1. Quality planning (determine customer needs, develop product in response to needs). 2. Quality control (assess performance, compare performance with goals, act on differences between performance and goals). 3. Quality improvement (develop infrastructure, identify areas of improvement and implement projects, establish project team, provide teams with what they need). Juran's ten steps to quality improvement are: 1. Build awareness of opportunities to improve. 2. Set goals. 3. Organize to reach goals. 4. Provide training. 5. Carry out projects to solve problems. 6. Report progress. 7. Give recognition. 8. Communicate results. 9. Keep score. 10. Maintain momentum by making annual improvement part of the systems and processes of the company. The Union of Japanese Scientists and Engineers (JUSE) considered Juran's vision of top-to-bottom quality management even more important to their quality turnaround than Deming's insights. JUSE asked Juran if it could name its top-level award, a 'superDeming award' after him, but he declined. This medal is called the Japan Quality Control Medal.

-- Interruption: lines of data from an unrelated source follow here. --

use bytes::Bytes;
use http::{HeaderValue, Response, StatusCode, header};
use http_body_util::Full;

use box3_core::{
    challenge::{ChallengeBody, PaymentChallenge},
    decision::ErrorReason,
};

/// An error response from the paywall.
///
/// Every `402` carries the route's challenge in `WWW-Authenticate` and in the
/// JSON body so the client can construct a fresh proof.
#[derive(Debug, Clone)]
pub struct ErrorResponse {
    pub status: StatusCode,
    pub body: ChallengeBody,
}

impl ErrorResponse {
    pub fn reason(&self) -> ErrorReason {
        self.body.error
    }

    /// The `WWW-Authenticate` header, when a challenge is attached.
    ///
    /// Returns `None` if the header value could not be created.
    pub fn header_value(&self) -> Option<HeaderValue> {
        self.body
            .challenge
            .as_ref()
            .map(PaymentChallenge::to_www_authenticate)
            .and_then(|value| HeaderValue::from_str(&value).ok())
    }
}

impl From<ErrorResponse> for Response<Full<Bytes>> {
    fn from(value: ErrorResponse) -> Self {
        let body = match serde_json::to_vec(&value.body) {
            Ok(b) => b,
            Err(err) => {
                #[cfg(feature = "tracing")]
                tracing::error!("Failed to serialize paywall error body to JSON bytes: {err}");
                #[cfg(not(feature = "tracing"))]
                let _ = err;

                let mut response = Response::new(Full::new(Bytes::from_static(
                    b"Failed to serialize paywall error body to JSON bytes",
                )));
                *response.status_mut() = StatusCode::INTERNAL_SERVER_ERROR;
                return response;
            }
        };

        let mut response = Response::new(Full::new(Bytes::from(body)));
        *response.status_mut() = value.status;
        response.headers_mut().insert(
            header::CONTENT_TYPE,
            HeaderValue::from_static("application/json"),
        );
        if let Some(challenge) = value.header_value() {
            response
                .headers_mut()
                .insert(header::WWW_AUTHENTICATE, challenge);
        }
        response
    }
}

#[cfg(feature = "axum")]
impl axum::response::IntoResponse for ErrorResponse {
    fn into_response(self) -> axum::response::Response {
        let challenge_header = self.header_value();
        let mut response = (self.status, axum::extract::Json(self.body)).into_response();
        if let Some(challenge) = challenge_header {
            response
                .headers_mut()
                .insert(header::WWW_AUTHENTICATE, challenge);
        }
        response
    }
}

Walter A. Shewhart Philip B. Crosby

Philip Crosby, author of Quality is Free, founded the Quality College in Winter Park, Florida. Crosby emphasized meeting customer requirements by focusing on prevention rather than correction. He claimed that poor quality costs about 20 percent of the revenue; a cost that could be avoided by using good quality practices. He pushed for zero defects. His "absolutes" are: (1) quality is defined as conformance to requirements, not goodness; (2) the system for achieving quality is prevention, not appraisal; (3) the performance standard is zero defects, not that's close enough; and (4) the measure of quality is the price of non-conformance, not indexes. Crosby's method does not dwell on statistical process control and problem solving techniques that the Deming method uses. He stated that quality is free because prevention will always be lower than the costs of detection, correction and failure. Like Deming, Crosby had fourteen points: 1. Manage commitment, that is, top level management must be convinced and committed and communicated to the entire company. 2. Quality improvement team composed of department heads, oversee improvements. 3. Quality measurement are established for every activity. 4. Cost of quality is estimated to identify areas of improvement. 5. Quality awareness is raised among all employees. 6. Corrective action is taken. 7. Zero defects is planned for. 8. Supervisor training in quality implementation. 9. Zero defects day is scheduled. 10. Goal setting for individuals. 11. Error causes are removed by having employees inform management of problems. 12. Recognition is given, but it is non-financial, to those who meet quality goals. 13. Quality councils meet regularly. 14. Do it all over again (i.e., repeat steps one through thirteen). Looking at the history of quality management, we see several stages of development. The first was quality control, which involved setting up product specifications and then inspect the product fore for leaves the plant. The second state is quality

assurance, which involved identifying the quality characteristics and procedures for quantitatively evaluating and controlling them. The next phase is the true total quality control, a term actually coined by Feingenbaum in 1983. At this stage the quality became a total organization effort. It effected production, profit, human interaction and customer satisfaction. The fourth stage is total quality management. In TQM the customer is the center and quality is an organization-wide effort.